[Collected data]
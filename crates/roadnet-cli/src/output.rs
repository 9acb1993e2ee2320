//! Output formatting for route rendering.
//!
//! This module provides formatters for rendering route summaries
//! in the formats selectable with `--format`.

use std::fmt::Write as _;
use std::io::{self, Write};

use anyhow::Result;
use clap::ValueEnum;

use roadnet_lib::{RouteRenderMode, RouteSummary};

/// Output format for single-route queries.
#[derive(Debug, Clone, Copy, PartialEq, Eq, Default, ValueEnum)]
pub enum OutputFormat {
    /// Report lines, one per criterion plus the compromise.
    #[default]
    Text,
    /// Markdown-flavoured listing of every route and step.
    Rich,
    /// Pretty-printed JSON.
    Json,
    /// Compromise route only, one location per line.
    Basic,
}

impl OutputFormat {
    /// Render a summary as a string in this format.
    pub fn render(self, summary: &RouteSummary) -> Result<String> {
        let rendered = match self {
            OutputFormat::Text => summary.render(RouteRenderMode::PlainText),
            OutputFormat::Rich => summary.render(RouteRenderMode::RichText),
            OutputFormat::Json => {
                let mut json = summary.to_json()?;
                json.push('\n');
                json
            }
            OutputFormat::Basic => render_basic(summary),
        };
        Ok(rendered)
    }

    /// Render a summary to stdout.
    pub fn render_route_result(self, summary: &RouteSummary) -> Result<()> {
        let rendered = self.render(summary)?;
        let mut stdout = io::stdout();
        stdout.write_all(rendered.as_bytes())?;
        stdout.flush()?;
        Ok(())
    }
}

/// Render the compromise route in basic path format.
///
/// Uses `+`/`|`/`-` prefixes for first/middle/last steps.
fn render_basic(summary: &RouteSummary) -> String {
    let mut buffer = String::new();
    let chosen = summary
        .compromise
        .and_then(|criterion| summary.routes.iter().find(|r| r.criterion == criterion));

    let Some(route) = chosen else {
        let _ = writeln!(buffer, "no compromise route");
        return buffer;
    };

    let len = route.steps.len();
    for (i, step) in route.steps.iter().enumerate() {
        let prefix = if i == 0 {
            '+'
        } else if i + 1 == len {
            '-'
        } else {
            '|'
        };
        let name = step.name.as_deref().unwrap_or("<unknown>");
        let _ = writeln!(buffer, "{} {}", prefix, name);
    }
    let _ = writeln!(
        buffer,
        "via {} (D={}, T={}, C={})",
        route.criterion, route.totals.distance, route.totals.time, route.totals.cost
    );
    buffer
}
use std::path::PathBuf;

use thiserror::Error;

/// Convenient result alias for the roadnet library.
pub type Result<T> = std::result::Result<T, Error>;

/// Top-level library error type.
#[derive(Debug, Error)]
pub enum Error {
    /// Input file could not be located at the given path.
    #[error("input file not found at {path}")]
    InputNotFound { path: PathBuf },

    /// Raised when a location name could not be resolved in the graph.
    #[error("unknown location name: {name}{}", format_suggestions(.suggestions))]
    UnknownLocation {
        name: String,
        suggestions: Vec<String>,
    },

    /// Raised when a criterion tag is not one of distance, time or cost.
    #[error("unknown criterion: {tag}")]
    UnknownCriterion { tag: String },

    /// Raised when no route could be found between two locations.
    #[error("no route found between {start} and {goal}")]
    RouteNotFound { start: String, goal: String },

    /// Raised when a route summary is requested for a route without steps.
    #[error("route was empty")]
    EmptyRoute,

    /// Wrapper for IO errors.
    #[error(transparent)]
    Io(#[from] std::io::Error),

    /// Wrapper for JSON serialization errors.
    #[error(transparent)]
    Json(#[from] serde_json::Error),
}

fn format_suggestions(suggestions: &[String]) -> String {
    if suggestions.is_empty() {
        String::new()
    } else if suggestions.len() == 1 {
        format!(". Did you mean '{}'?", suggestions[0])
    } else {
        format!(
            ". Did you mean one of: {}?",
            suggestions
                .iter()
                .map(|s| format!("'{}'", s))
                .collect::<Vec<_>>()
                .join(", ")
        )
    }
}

→ **WORK TO BE COMPLETED**:
Only the lines of the data holding the string "steps" are wanted; copy each of them.

→ **RESPONSE FOR THIS EXERCISE**:
/// Uses `+`/`|`/`-` prefixes for first/middle/last steps.
    let len = route.steps.len();
    for (i, step) in route.steps.iter().enumerate() {
    /// Raised when a route summary is requested for a route without steps.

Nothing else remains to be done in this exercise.